- Opening Delimiter -

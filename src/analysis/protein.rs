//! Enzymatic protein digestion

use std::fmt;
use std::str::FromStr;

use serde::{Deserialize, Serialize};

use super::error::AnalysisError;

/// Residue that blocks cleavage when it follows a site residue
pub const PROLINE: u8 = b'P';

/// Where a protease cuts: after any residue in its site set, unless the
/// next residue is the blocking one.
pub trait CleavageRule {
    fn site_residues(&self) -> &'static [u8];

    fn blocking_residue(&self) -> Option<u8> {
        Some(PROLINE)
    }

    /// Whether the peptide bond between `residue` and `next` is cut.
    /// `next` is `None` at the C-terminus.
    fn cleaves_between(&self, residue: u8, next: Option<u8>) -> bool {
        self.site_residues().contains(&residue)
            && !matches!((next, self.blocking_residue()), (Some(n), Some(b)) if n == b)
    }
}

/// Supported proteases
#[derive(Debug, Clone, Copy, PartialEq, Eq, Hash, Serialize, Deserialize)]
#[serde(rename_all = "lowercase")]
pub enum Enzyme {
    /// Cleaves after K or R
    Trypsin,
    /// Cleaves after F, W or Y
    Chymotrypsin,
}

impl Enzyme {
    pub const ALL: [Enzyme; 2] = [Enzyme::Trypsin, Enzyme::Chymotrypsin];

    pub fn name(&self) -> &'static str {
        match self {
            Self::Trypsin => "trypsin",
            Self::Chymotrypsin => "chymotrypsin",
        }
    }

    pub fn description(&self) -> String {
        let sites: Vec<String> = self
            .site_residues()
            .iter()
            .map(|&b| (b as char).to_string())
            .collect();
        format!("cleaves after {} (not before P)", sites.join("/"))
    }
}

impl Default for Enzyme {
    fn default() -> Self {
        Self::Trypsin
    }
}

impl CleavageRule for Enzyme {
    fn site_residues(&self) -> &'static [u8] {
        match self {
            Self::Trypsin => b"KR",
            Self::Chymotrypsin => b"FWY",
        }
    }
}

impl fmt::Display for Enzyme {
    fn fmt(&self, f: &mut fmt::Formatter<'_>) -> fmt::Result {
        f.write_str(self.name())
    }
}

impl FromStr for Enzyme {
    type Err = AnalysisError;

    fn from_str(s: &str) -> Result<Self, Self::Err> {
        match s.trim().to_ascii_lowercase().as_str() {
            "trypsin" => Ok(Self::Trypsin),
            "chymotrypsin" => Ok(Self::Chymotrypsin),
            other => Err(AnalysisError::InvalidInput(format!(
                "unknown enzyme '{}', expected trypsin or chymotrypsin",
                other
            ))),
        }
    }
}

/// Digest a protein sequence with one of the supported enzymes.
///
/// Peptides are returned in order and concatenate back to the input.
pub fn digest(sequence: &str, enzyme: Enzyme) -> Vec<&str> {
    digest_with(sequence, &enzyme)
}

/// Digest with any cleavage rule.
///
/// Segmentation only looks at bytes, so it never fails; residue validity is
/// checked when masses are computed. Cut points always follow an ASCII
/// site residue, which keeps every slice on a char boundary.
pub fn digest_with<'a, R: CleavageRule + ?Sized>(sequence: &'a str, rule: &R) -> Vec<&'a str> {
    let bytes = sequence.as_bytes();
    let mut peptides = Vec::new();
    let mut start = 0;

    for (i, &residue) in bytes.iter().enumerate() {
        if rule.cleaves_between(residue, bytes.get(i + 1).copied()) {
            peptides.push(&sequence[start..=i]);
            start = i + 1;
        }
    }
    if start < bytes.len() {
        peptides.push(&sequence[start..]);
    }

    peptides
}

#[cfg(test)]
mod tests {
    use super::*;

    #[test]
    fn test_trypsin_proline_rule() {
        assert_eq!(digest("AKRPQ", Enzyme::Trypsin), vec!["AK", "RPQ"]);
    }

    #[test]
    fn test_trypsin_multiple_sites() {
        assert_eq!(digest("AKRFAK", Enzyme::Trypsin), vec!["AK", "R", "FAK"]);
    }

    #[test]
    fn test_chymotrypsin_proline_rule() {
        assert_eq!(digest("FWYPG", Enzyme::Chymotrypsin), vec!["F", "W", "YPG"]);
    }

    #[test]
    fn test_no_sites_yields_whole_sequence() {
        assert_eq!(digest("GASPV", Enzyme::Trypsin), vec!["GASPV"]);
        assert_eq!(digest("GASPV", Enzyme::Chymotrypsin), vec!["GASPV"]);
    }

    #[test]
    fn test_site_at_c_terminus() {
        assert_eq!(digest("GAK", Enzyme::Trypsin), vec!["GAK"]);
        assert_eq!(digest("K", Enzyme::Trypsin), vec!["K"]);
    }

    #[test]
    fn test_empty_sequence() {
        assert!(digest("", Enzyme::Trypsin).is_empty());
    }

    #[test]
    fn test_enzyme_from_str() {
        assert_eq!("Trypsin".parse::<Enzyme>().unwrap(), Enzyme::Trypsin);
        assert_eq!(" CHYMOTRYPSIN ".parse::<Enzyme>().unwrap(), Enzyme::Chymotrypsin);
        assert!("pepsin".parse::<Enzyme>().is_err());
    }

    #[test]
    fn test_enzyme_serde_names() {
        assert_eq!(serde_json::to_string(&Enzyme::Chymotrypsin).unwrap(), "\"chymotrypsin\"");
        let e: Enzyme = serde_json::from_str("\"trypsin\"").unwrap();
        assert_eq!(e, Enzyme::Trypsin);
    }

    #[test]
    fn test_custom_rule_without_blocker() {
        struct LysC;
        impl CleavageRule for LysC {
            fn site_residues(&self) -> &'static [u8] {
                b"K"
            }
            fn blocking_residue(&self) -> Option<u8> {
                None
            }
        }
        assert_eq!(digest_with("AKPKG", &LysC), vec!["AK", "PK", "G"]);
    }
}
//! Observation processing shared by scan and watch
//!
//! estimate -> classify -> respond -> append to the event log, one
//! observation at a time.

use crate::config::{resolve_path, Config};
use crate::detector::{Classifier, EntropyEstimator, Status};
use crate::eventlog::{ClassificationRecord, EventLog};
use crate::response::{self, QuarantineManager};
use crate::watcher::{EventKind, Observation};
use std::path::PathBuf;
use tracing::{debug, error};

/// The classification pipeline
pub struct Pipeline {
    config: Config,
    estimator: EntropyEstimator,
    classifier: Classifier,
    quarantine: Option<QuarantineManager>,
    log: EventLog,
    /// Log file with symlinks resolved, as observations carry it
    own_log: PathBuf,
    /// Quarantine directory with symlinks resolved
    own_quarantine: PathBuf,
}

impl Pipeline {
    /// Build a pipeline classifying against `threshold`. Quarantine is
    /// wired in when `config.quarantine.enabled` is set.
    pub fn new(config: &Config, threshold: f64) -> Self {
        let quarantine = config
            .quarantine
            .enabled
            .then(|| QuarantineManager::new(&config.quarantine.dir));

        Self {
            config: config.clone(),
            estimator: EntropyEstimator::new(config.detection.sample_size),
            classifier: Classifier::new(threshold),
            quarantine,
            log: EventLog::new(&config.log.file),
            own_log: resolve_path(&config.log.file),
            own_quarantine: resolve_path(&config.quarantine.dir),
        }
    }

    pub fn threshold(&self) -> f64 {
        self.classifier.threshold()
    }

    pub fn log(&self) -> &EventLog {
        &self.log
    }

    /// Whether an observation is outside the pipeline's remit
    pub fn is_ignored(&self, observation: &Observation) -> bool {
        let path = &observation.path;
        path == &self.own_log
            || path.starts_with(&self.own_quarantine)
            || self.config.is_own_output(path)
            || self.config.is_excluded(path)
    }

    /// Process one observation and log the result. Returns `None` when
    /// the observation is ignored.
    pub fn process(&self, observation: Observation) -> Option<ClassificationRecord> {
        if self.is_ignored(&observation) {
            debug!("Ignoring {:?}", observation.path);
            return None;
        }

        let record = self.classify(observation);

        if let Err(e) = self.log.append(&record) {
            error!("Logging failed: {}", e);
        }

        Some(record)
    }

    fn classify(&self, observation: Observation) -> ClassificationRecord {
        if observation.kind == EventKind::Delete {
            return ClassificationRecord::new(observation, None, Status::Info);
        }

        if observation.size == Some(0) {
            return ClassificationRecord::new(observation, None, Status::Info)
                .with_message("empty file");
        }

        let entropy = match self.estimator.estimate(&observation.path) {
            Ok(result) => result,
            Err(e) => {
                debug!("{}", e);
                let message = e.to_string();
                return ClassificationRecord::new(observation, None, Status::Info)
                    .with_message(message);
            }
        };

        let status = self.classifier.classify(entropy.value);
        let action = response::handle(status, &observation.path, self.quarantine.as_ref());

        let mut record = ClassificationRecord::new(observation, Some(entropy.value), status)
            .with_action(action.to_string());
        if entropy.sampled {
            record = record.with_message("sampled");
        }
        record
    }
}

- Closing Delimiter -

#### PROBLEM:
All lines above in which the word "enabled" occurs should be identified and copied.

#### RESULT OF THE TASK:
    /// wired in when `config.quarantine.enabled` is set.
            .enabled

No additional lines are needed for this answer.